Glucose starvation induces endocytosis and subsequent degradation of Hxt1. (A) Yeast cells (WT and end3Δ) expressing Hxt1-GFP were grown in SC-2% glucose (Glu) medium to mid-log phase and shifted to SC medium containing 2% galactose (Gal) for 6 h. Membrane-enriched fractions were immunoblotted with anti-GFP antibody. (B) Yeast cells (WT and end3Δ) expressing Hxt1-GFP were grown as described in (A). Confocal microscope image (top panel) and quantification of relative GFP fluorescence in the plasma membrane (bottom panel, *P < 0.05, **P < 0.001) were shown. (C) Yeast cells (WT) expressing Hxt1-GFP were grown in SC-2% glucose (Glu) medium to mid-log phase and shifted to SC medium containing either 2% raffinose (Raf), 2% galactose (Gal) or 2% ethanol (EtOH) for 6 h.
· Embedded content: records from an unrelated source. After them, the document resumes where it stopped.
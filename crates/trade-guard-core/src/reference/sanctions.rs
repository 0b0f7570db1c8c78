use std::cmp::Ordering;
use std::sync::Arc;

use async_trait::async_trait;
use serde::{Deserialize, Serialize};
use tracing::{debug, instrument};

use super::{ReferenceError, SanctionsStore};

const MAX_CANDIDATES: usize = 50;
const EXACT_RELEVANCE: f64 = 1.0;
const STRONG_PARTIAL_RELEVANCE: f64 = 0.8;
const PARTIAL_RELEVANCE: f64 = 0.5;
const COUNTRY_BOOST: f64 = 0.2;
const STRICT_THRESHOLD: f64 = 0.8;
const MIN_TOKEN_LEN: usize = 3;

/// What kind of party a listed entity is.
#[derive(Debug, Clone, Copy, PartialEq, Eq, Serialize, Deserialize)]
#[serde(rename_all = "lowercase")]
pub enum EntityType {
    Individual,
    Organization,
    Vessel,
}

/// One designation from the sanctions list. Read-only reference data.
#[derive(Debug, Clone, PartialEq, Serialize, Deserialize)]
pub struct SanctionedEntity {
    pub unique_id: String,
    pub name: String,
    pub entity_type: EntityType,
    pub regime_code: String,
    pub regime_name: String,
    #[serde(default)]
    pub sanctions_imposed: String,
    #[serde(default)]
    pub nationality: String,
    #[serde(default)]
    pub address_country: String,
    #[serde(default)]
    pub date_designated: String,
}

/// How a candidate's name relates to the screened name.
#[derive(Debug, Clone, Copy, PartialEq, Eq, Serialize, Deserialize)]
#[serde(rename_all = "snake_case")]
pub enum MatchType {
    /// Case-folded names identical.
    Exact,
    /// One name contains the other as a substring.
    StrongPartial,
    /// Returned by the retrieval at all (e.g. token overlap).
    Partial,
}

/// One ranked candidate match.
#[derive(Debug, Clone, Serialize, Deserialize)]
pub struct EntityMatch {
    pub entity: SanctionedEntity,
    pub match_type: MatchType,
    pub relevance: f64,
}

/// Screening verdict for one name/country pair.
///
/// This is a screening heuristic, not a legal determination: false
/// positives are expected and carry their match type so a reviewer can
/// adjudicate them.
#[derive(Debug, Clone, Serialize, Deserialize)]
pub struct ScreeningResult {
    pub matched: bool,
    /// Counted before any strict-mode filtering, for transparency.
    pub exact_matches: usize,
    pub partial_matches: usize,
    pub matches: Vec<EntityMatch>,
    pub screened_name: String,
    pub screened_country: Option<String>,
}

/// Fuzzy name/country screener over a read-only sanctions store.
pub struct EntityScreener<S: SanctionsStore> {
    store: Arc<S>,
}

impl<S: SanctionsStore> EntityScreener<S> {
    pub fn new(store: Arc<S>) -> Self {
        Self { store }
    }

    /// Screen an entity name against the list.
    ///
    /// Classification per candidate: exact (1.0), strong partial (0.8,
    /// substring either direction), partial (0.5, retrieved at all). A
    /// matching country adds +0.2 capped at 1.0. Strict mode drops
    /// matches below 0.8 from the ranked list only; the exact/partial
    /// counters always reflect the pre-filter classification.
    #[instrument(skip(self))]
    pub async fn screen(
        &self,
        name: &str,
        country: Option<&str>,
        strict: bool,
    ) -> Result<ScreeningResult, ReferenceError> {
        let query = name.trim().to_lowercase();
        let candidates = self
            .store
            .search_by_name(name, MAX_CANDIDATES, None)
            .await?;

        let mut exact_matches = 0;
        let mut partial_matches = 0;
        let mut matches = Vec::new();

        for entity in candidates {
            let candidate = entity.name.trim().to_lowercase();
            let (match_type, mut relevance) = if candidate == query {
                exact_matches += 1;
                (MatchType::Exact, EXACT_RELEVANCE)
            } else if query.contains(&candidate) || candidate.contains(&query) {
                partial_matches += 1;
                (MatchType::StrongPartial, STRONG_PARTIAL_RELEVANCE)
            } else {
                partial_matches += 1;
                (MatchType::Partial, PARTIAL_RELEVANCE)
            };

            if let Some(country) = country {
                let country = country.trim().to_lowercase();
                if !country.is_empty()
                    && (entity.nationality.to_lowercase().contains(&country)
                        || entity.address_country.to_lowercase().contains(&country))
                {
                    relevance = (relevance + COUNTRY_BOOST).min(EXACT_RELEVANCE);
                }
            }

            if strict && relevance < STRICT_THRESHOLD {
                continue;
            }

            matches.push(EntityMatch {
                entity,
                match_type,
                relevance,
            });
        }

        // Stable sort keeps retrieval order for equal relevance.
        matches.sort_by(|a, b| {
            b.relevance
                .partial_cmp(&a.relevance)
                .unwrap_or(Ordering::Equal)
        });

        debug!(
            matches = matches.len(),
            exact_matches, partial_matches, "entity screening completed"
        );

        Ok(ScreeningResult {
            matched: !matches.is_empty(),
            exact_matches,
            partial_matches,
            matches,
            screened_name: name.to_string(),
            screened_country: country.map(str::to_string),
        })
    }

    /// Entities associated with a country through nationality or address.
    pub async fn search_by_country(
        &self,
        country: &str,
        max_results: usize,
    ) -> Result<Vec<SanctionedEntity>, ReferenceError> {
        self.store.search_by_country(country, max_results).await
    }

    /// Distinct sanction regime codes on the list.
    pub async fn regimes(&self) -> Result<Vec<String>, ReferenceError> {
        self.store.regimes().await
    }
}

/// In-memory sanctions store, also the backing for the file-loaded store.
pub struct MemorySanctionsStore {
    entities: Vec<SanctionedEntity>,
}

impl MemorySanctionsStore {
    pub fn new(entities: Vec<SanctionedEntity>) -> Self {
        Self { entities }
    }
}

/// Retrieval rule: containment in either direction, or overlap on any
/// query token of three or more characters.
fn name_candidate(entity_name: &str, query: &str) -> bool {
    let entity_name = entity_name.trim().to_lowercase();
    let query = query.trim().to_lowercase();
    if entity_name.is_empty() || query.is_empty() {
        return false;
    }
    if entity_name.contains(&query) || query.contains(&entity_name) {
        return true;
    }
    query
        .split_whitespace()
        .filter(|token| token.len() >= MIN_TOKEN_LEN)
        .any(|token| entity_name.contains(token))
}

#[async_trait]
impl SanctionsStore for MemorySanctionsStore {
    async fn search_by_name(
        &self,
        name: &str,
        max_results: usize,
        entity_type: Option<EntityType>,
    ) -> Result<Vec<SanctionedEntity>, ReferenceError> {
        Ok(self
            .entities
            .iter()
            .filter(|e| entity_type.map_or(true, |t| e.entity_type == t))
            .filter(|e| name_candidate(&e.name, name))
            .take(max_results)
            .cloned()
            .collect())
    }

    async fn search_by_country(
        &self,
        country: &str,
        max_results: usize,
    ) -> Result<Vec<SanctionedEntity>, ReferenceError> {
        let query = country.trim().to_lowercase();
        if query.is_empty() {
            return Ok(Vec::new());
        }
        Ok(self
            .entities
            .iter()
            .filter(|e| {
                e.nationality.to_lowercase().contains(&query)
                    || e.address_country.to_lowercase().contains(&query)
            })
            .take(max_results)
            .cloned()
            .collect())
    }

    async fn regimes(&self) -> Result<Vec<String>, ReferenceError> {
        let mut regimes: Vec<String> = self
            .entities
            .iter()
            .map(|e| e.regime_code.clone())
            .collect();
        regimes.sort();
        regimes.dedup();
        Ok(regimes)
    }
}

#[cfg(test)]
mod tests {
    use super::*;

    pub(crate) fn entity(name: &str, nationality: &str, country: &str) -> SanctionedEntity {
        SanctionedEntity {
            unique_id: format!("UID-{}", name.len()),
            name: name.into(),
            entity_type: EntityType::Organization,
            regime_code: "RUS".into(),
            regime_name: "Russia".into(),
            sanctions_imposed: "Asset freeze".into(),
            nationality: nationality.into(),
            address_country: country.into(),
            date_designated: "2022-03-01".into(),
        }
    }

    fn screener(entities: Vec<SanctionedEntity>) -> EntityScreener<MemorySanctionsStore> {
        EntityScreener::new(Arc::new(MemorySanctionsStore::new(entities)))
    }

    #[tokio::test]
    async fn identical_name_is_an_exact_match() {
        let screener = screener(vec![entity("Petrov Industrial Supplies", "Russia", "Russia")]);
        let result = screener
            .screen("Petrov Industrial Supplies", None, false)
            .await
            .unwrap();
        assert!(result.matched);
        assert_eq!(result.exact_matches, 1);
        assert_eq!(result.matches[0].match_type, MatchType::Exact);
        assert!((result.matches[0].relevance - 1.0).abs() < f64::EPSILON);
    }

    #[tokio::test]
    async fn contained_name_is_a_strong_partial() {
        let screener = screener(vec![entity("Petrov Industrial", "Russia", "Russia")]);
        let result = screener
            .screen("Petrov Industrial Supplies", None, false)
            .await
            .unwrap();
        assert_eq!(result.matches[0].match_type, MatchType::StrongPartial);
        assert!((result.matches[0].relevance - 0.8).abs() < f64::EPSILON);
    }

    #[tokio::test]
    async fn country_boost_saturates_a_strong_partial() {
        let screener = screener(vec![entity("Petrov Industrial", "Russia", "Russia")]);
        let result = screener
            .screen("Petrov Industrial Supplies", Some("Russia"), false)
            .await
            .unwrap();
        // 0.8 + 0.2 hits the cap exactly.
        assert_eq!(result.matches[0].match_type, MatchType::StrongPartial);
        assert!((result.matches[0].relevance - 1.0).abs() < f64::EPSILON);
    }

    #[tokio::test]
    async fn country_boost_lifts_a_plain_partial() {
        let screener = screener(vec![entity("Petrov Metals Ltd", "Russia", "Russia")]);
        let result = screener
            .screen("Petrov Industrial Supplies", Some("Russia"), false)
            .await
            .unwrap();
        assert_eq!(result.matches[0].match_type, MatchType::Partial);
        assert!((result.matches[0].relevance - 0.7).abs() < 1e-9);
    }

    #[tokio::test]
    async fn boost_caps_at_one() {
        let screener = screener(vec![entity("Petrov Industrial Supplies", "Russia", "Russia")]);
        let result = screener
            .screen("Petrov Industrial Supplies", Some("Russia"), false)
            .await
            .unwrap();
        assert!((result.matches[0].relevance - 1.0).abs() < f64::EPSILON);
    }

    #[tokio::test]
    async fn token_overlap_is_a_plain_partial() {
        let screener = screener(vec![entity("Petrov Metals Ltd", "Russia", "Russia")]);
        let result = screener
            .screen("Petrov Industrial Supplies", None, false)
            .await
            .unwrap();
        assert_eq!(result.matches[0].match_type, MatchType::Partial);
        assert!((result.matches[0].relevance - 0.5).abs() < f64::EPSILON);
    }

    #[tokio::test]
    async fn strict_mode_drops_weak_matches_but_keeps_counts() {
        let screener = screener(vec![entity("Petrov Metals Ltd", "Belarus", "Belarus")]);
        let result = screener
            .screen("Petrov Industrial Supplies", None, true)
            .await
            .unwrap();
        assert!(!result.matched);
        assert!(result.matches.is_empty());
        assert_eq!(result.partial_matches, 1);
    }

    #[tokio::test]
    async fn ranking_is_descending_and_stable() {
        let screener = screener(vec![
            entity("Petrov Metals Ltd", "", ""),
            entity("Petrov Industrial Supplies", "", ""),
            entity("Petrov Industrial", "", ""),
            entity("Petrov Shipping", "", ""),
        ]);
        let result = screener
            .screen("Petrov Industrial Supplies", None, false)
            .await
            .unwrap();
        let names: Vec<_> = result
            .matches
            .iter()
            .map(|m| m.entity.name.as_str())
            .collect();
        // Ties at 0.5 keep retrieval order.
        assert_eq!(
            names,
            vec![
                "Petrov Industrial Supplies",
                "Petrov Industrial",
                "Petrov Metals Ltd",
                "Petrov Shipping",
            ]
        );
    }

    #[tokio::test]
    async fn unrelated_names_do_not_match() {
        let screener = screener(vec![entity("Acme Corp", "", "")]);
        let result = screener.screen("Volga Traders", None, false).await.unwrap();
        assert!(!result.matched);
        assert_eq!(result.exact_matches, 0);
        assert_eq!(result.partial_matches, 0);
    }

    #[tokio::test]
    async fn country_search_checks_nationality_and_address() {
        let screener = screener(vec![
            entity("A", "Russian", "France"),
            entity("B", "French", "Russia"),
            entity("C", "German", "Germany"),
        ]);
        let hits = screener.search_by_country("russia", 10).await.unwrap();
        assert_eq!(hits.len(), 2);
    }

    #[tokio::test]
    async fn regimes_are_distinct_and_sorted() {
        let mut first = entity("A", "", "");
        first.regime_code = "IRN".into();
        let second = entity("B", "", "");
        let third = entity("C", "", "");
        let screener = screener(vec![first, second, third]);
        assert_eq!(screener.regimes().await.unwrap(), vec!["IRN", "RUS"]);
    }
}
Membrane fractions were immunoblotted with anti-GFP antibody. (D) Yeast cells (WT) expressing Hxt1-GFP were grown as described in (C). Confocal microscope image (top panel) and quantification of relative GFP fluorescence in the plasma membrane (bottom panel, **P < 0.001) were shown. The FM6-64 dye was used to stain the vacuolar membrane (red), and actin was served as loading control in (A) and (C). Pma1 is frequently used as a loading control for membrane fractions; it, however, is not appropriate for this study because its expression is critically regulated by glucose [52].